Another commonly abused drug discussed by Elmore was methamphetamine.

Unlike suboxone, which is developed by pharmaceutical companies, meth can be manufactured in the home.

"You can walk into Walmart and buy everything you need to make meth," Elmore said.

The key ingredient that which makes the user experience a high is pseudoephedrine, a chemical found in the decongestant Sudafed, he said. Due to illegal use of the decongestant, Sudafed is now commonly kept behind the counter at most drug stores.

Other ingredients in the creation of meth include lithium battery acid and drain cleaner, and the cooking process, which can be completed inside a two-liter plastic soda bottle, can lead to explosions and chemical burns.

Contamination is a large concern in the creation of meth, Elmore said. Residue from the cooking process can leave chemicals on doors and walls.

Innocent bystanders can also be affected, such as children living in a meth user's home, Wilfong explained.

"We are hearing about kids being exposed to the cook process. It's burning their lungs up," she said.

Other drugs on the street, Elmore said, include cocaine, heroin, marijuana and various prescription pills.

Prescription pills, he said, are sometimes used by juveniles who may engage in "pill parties," where different pills are mixed together and ingested as part of a group gathering.

Wilfong said marijuana can be thought of as a gateway drug for teens.

"(Kids) build up a tolerance (to marijuana). They look for the next best thing," she said.

Following a short break, the presenters and participants took their seats to discuss rehabilitation.

In Randolph County, the adult and juvenile drug court programs are being implemented to curb drug use.

Sherry Hulver is the probation officer who leads juvenile drug court.

"It's an intensive outpatient program to help kids who are at risk," she said.

The program is typically geared toward kids between the ages of 10 and 17 who have committed nonviolent misdemeanors, felonies or drug/alcohol offenses.

The entire program can be completed in a total of 28 weeks.

Juvenile court documents stated that court sessions meetings with a treatment team that consists of probation officer, prosecuting attorney, defense attorney, law enforcement official and the county judge and community service efforts are both a part of the program.

Kids are challenged to break the cycle of abuse and become drug-free. Hulver said kids report better family lives, improved self-esteem and better grades in school as positive consequences of completing drug court.

Adults are placed in a similar environment. The adult drug court can be completed in 12 months and is also geared toward getting the user off drugs, court documents said.

Meetings with a treatment team and Wilfong take place throughout the program, and successful participants can complete drug court as a replacement for jail time.

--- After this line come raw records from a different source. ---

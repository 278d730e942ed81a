//! Builds daily series out of windowed or pre-aggregated source data
//!
//! Each day window is requested independently. A window that fails, times
//! out or carries no usable value is skipped rather than zero-filled, so the
//! resulting series keeps the original day indices and may have gaps.

use crate::config::EngineConfig;
use crate::data::{Measurement, TimeSeries};
use crate::error::{ForecastError, Result};
use crate::record::{FieldResolver, Record};
use crate::source::{BatchSource, DailyBatch, DailyBatchSource};
use crate::utils::{tracked_day_windows, DayWindow};
use std::collections::BTreeMap;
use std::sync::Arc;
use std::time::Duration;
use tokio::sync::Semaphore;
use tokio::task::JoinSet;
use tokio::time::timeout;
use tracing::{debug, info, warn};

/// Running sums for one day
#[derive(Debug, Default)]
struct DayAccumulator {
    sum: f64,
    count: usize,
    covariates: BTreeMap<String, (f64, usize)>,
}

impl DayAccumulator {
    fn add(&mut self, value: f64, covariates: &BTreeMap<String, f64>) {
        self.sum += value;
        self.count += 1;
        for (name, covariate) in covariates {
            let entry = self.covariates.entry(name.clone()).or_insert((0.0, 0));
            entry.0 += covariate;
            entry.1 += 1;
        }
    }

    fn finish(self, day_index: u32) -> Option<Measurement> {
        if self.count == 0 {
            return None;
        }
        let covariates = self
            .covariates
            .into_iter()
            .map(|(name, (sum, count))| (name, sum / count as f64))
            .collect();
        Some(Measurement::new(day_index, self.sum / self.count as f64).with_covariates(covariates))
    }
}

/// Resolve every record and fold the valid ones into `day`.
///
/// Records without a readable metric are dropped, as are non-positive and
/// non-finite values.
fn accumulate(
    day: &mut DayAccumulator,
    day_index: u32,
    records: &[Record],
    resolver: &FieldResolver,
) {
    for record in records {
        match resolver.resolve(record) {
            Ok(resolved) if resolved.metric.is_finite() && resolved.metric > 0.0 => {
                day.add(resolved.metric, &resolved.covariates);
            }
            Ok(resolved) => {
                debug!(day_index, value = resolved.metric, "discarding non-positive value");
            }
            Err(err) => {
                debug!(day_index, error = %err, "dropping record");
            }
        }
    }
}

/// Concurrent day-window collector
#[derive(Debug, Clone)]
pub struct Aggregator {
    window_timeout: Duration,
    max_in_flight: usize,
}

impl Default for Aggregator {
    fn default() -> Self {
        Self::from_config(&EngineConfig::default())
    }
}

impl Aggregator {
    pub fn new(window_timeout: Duration, max_in_flight: usize) -> Self {
        Self {
            window_timeout,
            max_in_flight: max_in_flight.max(1),
        }
    }

    pub fn from_config(config: &EngineConfig) -> Self {
        Self::new(config.window_timeout(), config.max_concurrent_requests)
    }

    pub fn window_timeout(&self) -> Duration {
        self.window_timeout
    }

    /// Collect the trailing `days` days ending at `end_seconds`, oldest day as day 0.
    ///
    /// Never fails because of a window; the result holds at most `days`
    /// points and callers check it against their own minimum.
    pub async fn collect(
        &self,
        source: Arc<dyn BatchSource>,
        resolver: Arc<FieldResolver>,
        days: u32,
        end_seconds: i64,
    ) -> Result<TimeSeries> {
        self.collect_tracked(source, resolver, days, end_seconds, None).await
    }

    /// Like [`Aggregator::collect`], with day indices counted from
    /// `tracking_start_seconds`. Windows before tracking start are not requested.
    pub async fn collect_tracked(
        &self,
        source: Arc<dyn BatchSource>,
        resolver: Arc<FieldResolver>,
        days: u32,
        end_seconds: i64,
        tracking_start_seconds: Option<i64>,
    ) -> Result<TimeSeries> {
        let semaphore = Arc::new(Semaphore::new(self.max_in_flight));
        let mut tasks = JoinSet::new();

        for window in tracked_day_windows(end_seconds, days, tracking_start_seconds) {
            let source = Arc::clone(&source);
            let semaphore = Arc::clone(&semaphore);
            let budget = self.window_timeout;
            tasks.spawn(async move {
                let outcome = fetch_window(source.as_ref(), &semaphore, window, budget).await;
                (window, outcome)
            });
        }

        let mut measurements = BTreeMap::new();
        let mut skipped = 0usize;
        while let Some(joined) = tasks.join_next().await {
            let (window, outcome) = match joined {
                Ok(pair) => pair,
                Err(err) => {
                    warn!(error = %err, "window task aborted");
                    skipped += 1;
                    continue;
                }
            };

            let records = match outcome {
                Ok(records) => records,
                Err(err) => {
                    warn!(day_index = window.day_index, error = %err, "skipping window");
                    skipped += 1;
                    continue;
                }
            };

            let mut day = DayAccumulator::default();
            accumulate(&mut day, window.day_index, &records, &resolver);
            match day.finish(window.day_index) {
                Some(measurement) => {
                    measurements.insert(window.day_index, measurement);
                }
                None => {
                    debug!(
                        day_index = window.day_index,
                        records = records.len(),
                        "no valid values"
                    );
                    skipped += 1;
                }
            }
        }

        info!(
            metric = resolver.metric_name(),
            requested_days = days,
            tracking_start = ?tracking_start_seconds,
            points = measurements.len(),
            skipped,
            "aggregated daily series"
        );

        TimeSeries::new(measurements.into_values().collect())
    }

    /// Build a series from daily aggregates; duplicate day indices are averaged
    pub fn from_daily(batch: &DailyBatch, resolver: &FieldResolver) -> Result<TimeSeries> {
        let mut days: BTreeMap<u32, DayAccumulator> = BTreeMap::new();
        for record in &batch.records {
            let day = days.entry(record.day_index).or_default();
            accumulate(day, record.day_index, std::slice::from_ref(&record.fields), resolver);
        }

        let measurements: Vec<Measurement> = days
            .into_iter()
            .filter_map(|(day_index, day)| day.finish(day_index))
            .collect();

        info!(
            metric = resolver.metric_name(),
            source = %batch.metadata.source,
            records = batch.records.len(),
            points = measurements.len(),
            "built series from daily aggregates"
        );

        TimeSeries::new(measurements)
    }

    /// Fetch a daily batch within the window budget and build its series
    pub async fn collect_daily(
        &self,
        source: &dyn DailyBatchSource,
        resolver: &FieldResolver,
    ) -> Result<TimeSeries> {
        let batch = timeout(self.window_timeout, source.get_daily_batch())
            .await
            .map_err(|_| ForecastError::Timeout {
                start_seconds: 0,
                end_seconds: 0,
                timeout_ms: self.window_timeout.as_millis() as u64,
            })??;
        Self::from_daily(&batch, resolver)
    }
}

async fn fetch_window(
    source: &dyn BatchSource,
    semaphore: &Semaphore,
    window: DayWindow,
    budget: Duration,
) -> Result<Vec<Record>> {
    let _permit = semaphore
        .acquire()
        .await
        .map_err(|err| ForecastError::Source(err.to_string()))?;

    debug!(
        day_index = window.day_index,
        start_seconds = window.start_seconds,
        "requesting window"
    );

    match timeout(budget, source.get_batch(window.start_seconds, window.end_seconds)).await {
        Ok(outcome) => outcome,
        Err(_) => Err(ForecastError::Timeout {
            start_seconds: window.start_seconds,
            end_seconds: window.end_seconds,
            timeout_ms: budget.as_millis() as u64,
        }),
    }
}

#[cfg(test)]
mod tests {
    use super::*;
    use crate::data::DailyRecord;
    use crate::domain::{Metric, Subject};
    use crate::source::BatchMetadata;
    use chrono::Utc;

    #[test]
    fn test_from_daily_averages_duplicate_days() {
        let resolver = Subject::Plant.resolver(Metric::Height);
        let batch = DailyBatch {
            records: vec![
                DailyRecord {
                    day_index: 3,
                    fields: Record::new().with("height", 10.0).with("humidity", 60.0),
                },
                DailyRecord {
                    day_index: 1,
                    fields: Record::new().with("plant_height", 8.0),
                },
                DailyRecord {
                    day_index: 3,
                    fields: Record::new().with("height", 12.0).with("humidity", 70.0),
                },
                DailyRecord {
                    day_index: 5,
                    fields: Record::new().with("height", -1.0),
                },
            ],
            metadata: BatchMetadata {
                subject: Subject::Plant,
                source: "test".to_string(),
                generated_at: Utc::now(),
            },
        };

        let series = Aggregator::from_daily(&batch, &resolver).unwrap();
        assert_eq!(series.day_indices(), vec![1.0, 3.0]);
        assert_eq!(series.values(), vec![8.0, 11.0]);
        assert_eq!(series.measurements()[1].covariate("humidity"), Some(65.0));
    }

    #[test]
    fn test_day_without_valid_values_is_skipped() {
        let resolver = Subject::Aquatic.resolver(Metric::Length);
        let mut day = DayAccumulator::default();
        let records = vec![
            Record::new().with("length", 0.0),
            Record::new().with("length", "broken"),
        ];
        accumulate(&mut day, 0, &records, &resolver);
        assert!(day.finish(0).is_none());
    }
}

John Meadows, the adult drug court probation officer, explained what the court is all about.

"The goal of Adult Drug Court is to get people back in the community, back to their families and to get them substance-free," he said.

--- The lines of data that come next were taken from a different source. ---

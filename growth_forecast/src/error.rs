//! Error types for the growth_forecast crate

use growth_math::MathError;
use thiserror::Error;

/// Custom error types for the growth_forecast crate
#[derive(Debug, Error)]
pub enum ForecastError {
    /// Fewer valid points than a component's minimum; never padded
    #[error("Insufficient data: need at least {required} points, have {actual}")]
    InsufficientData { required: usize, actual: usize },

    /// Collinear or constant regression input
    #[error("Degenerate input: {0}")]
    DegenerateInput(String),

    /// A single day-window request exceeded its budget
    #[error("Request for window [{start_seconds}, {end_seconds}) timed out after {timeout_ms} ms")]
    Timeout {
        start_seconds: i64,
        end_seconds: i64,
        timeout_ms: u64,
    },

    /// A record's shape does not match any field-resolution rule
    #[error("Upstream format error: {0}")]
    UpstreamFormat(String),

    /// The data source reported a failure
    #[error("Source error: {0}")]
    Source(String),

    /// Error from invalid parameters
    #[error("Invalid parameter: {0}")]
    InvalidParameter(String),

    /// Error related to input validation
    #[error("Validation error: {0}")]
    ValidationError(String),

    /// Error from configuration loading
    #[error("Configuration error: {0}")]
    Config(#[from] config::ConfigError),

    /// Error from IO operations
    #[error("IO error: {0}")]
    IoError(#[from] std::io::Error),

    /// Error from CSV parsing
    #[error("CSV error: {0}")]
    Csv(#[from] csv::Error),

    /// Error from JSON encoding
    #[error("JSON error: {0}")]
    Json(#[from] serde_json::Error),
}

/// Result type with our custom error
pub type Result<T> = std::result::Result<T, ForecastError>;

impl From<MathError> for ForecastError {
    fn from(err: MathError) -> Self {
        match err {
            MathError::InsufficientData { required, actual } => {
                ForecastError::InsufficientData { required, actual }
            }
            MathError::DegenerateInput(msg) => ForecastError::DegenerateInput(msg),
            MathError::InvalidInput(msg) => ForecastError::ValidationError(msg),
        }
    }
}

impl ForecastError {
    /// Whether a caller could reasonably ask again later and succeed
    pub fn is_data_shortage(&self) -> bool {
        matches!(
            self,
            ForecastError::InsufficientData { .. }
                | ForecastError::Timeout { .. }
                | ForecastError::Source(_)
        )
    }
}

Sanctions, such as short stays in jail or increased mandated court appearances, can be implemented when offenders are out of compliance with program rules.

Incentives are used to reward good behavior, said Meadows. Gift cards to local businesses and restaurants are often used for this purpose.

Wilfong summed up the evening by speaking about the effectiveness of the drug court programs.

"This is not an easy program," she said. "(Yet), these drug courts are working and they're worth it."

Honesty, acceptance and sobriety are the key parts of the program, she said.

"Can we make these people accountable? Can we make them productive?" she asked those in attendance.

It's an alternative to jail time that can save the county money and improve the lives of those involved, Wilfong said. The judge seemed proud to have the program operating in Randolph County and was optimistic about its future.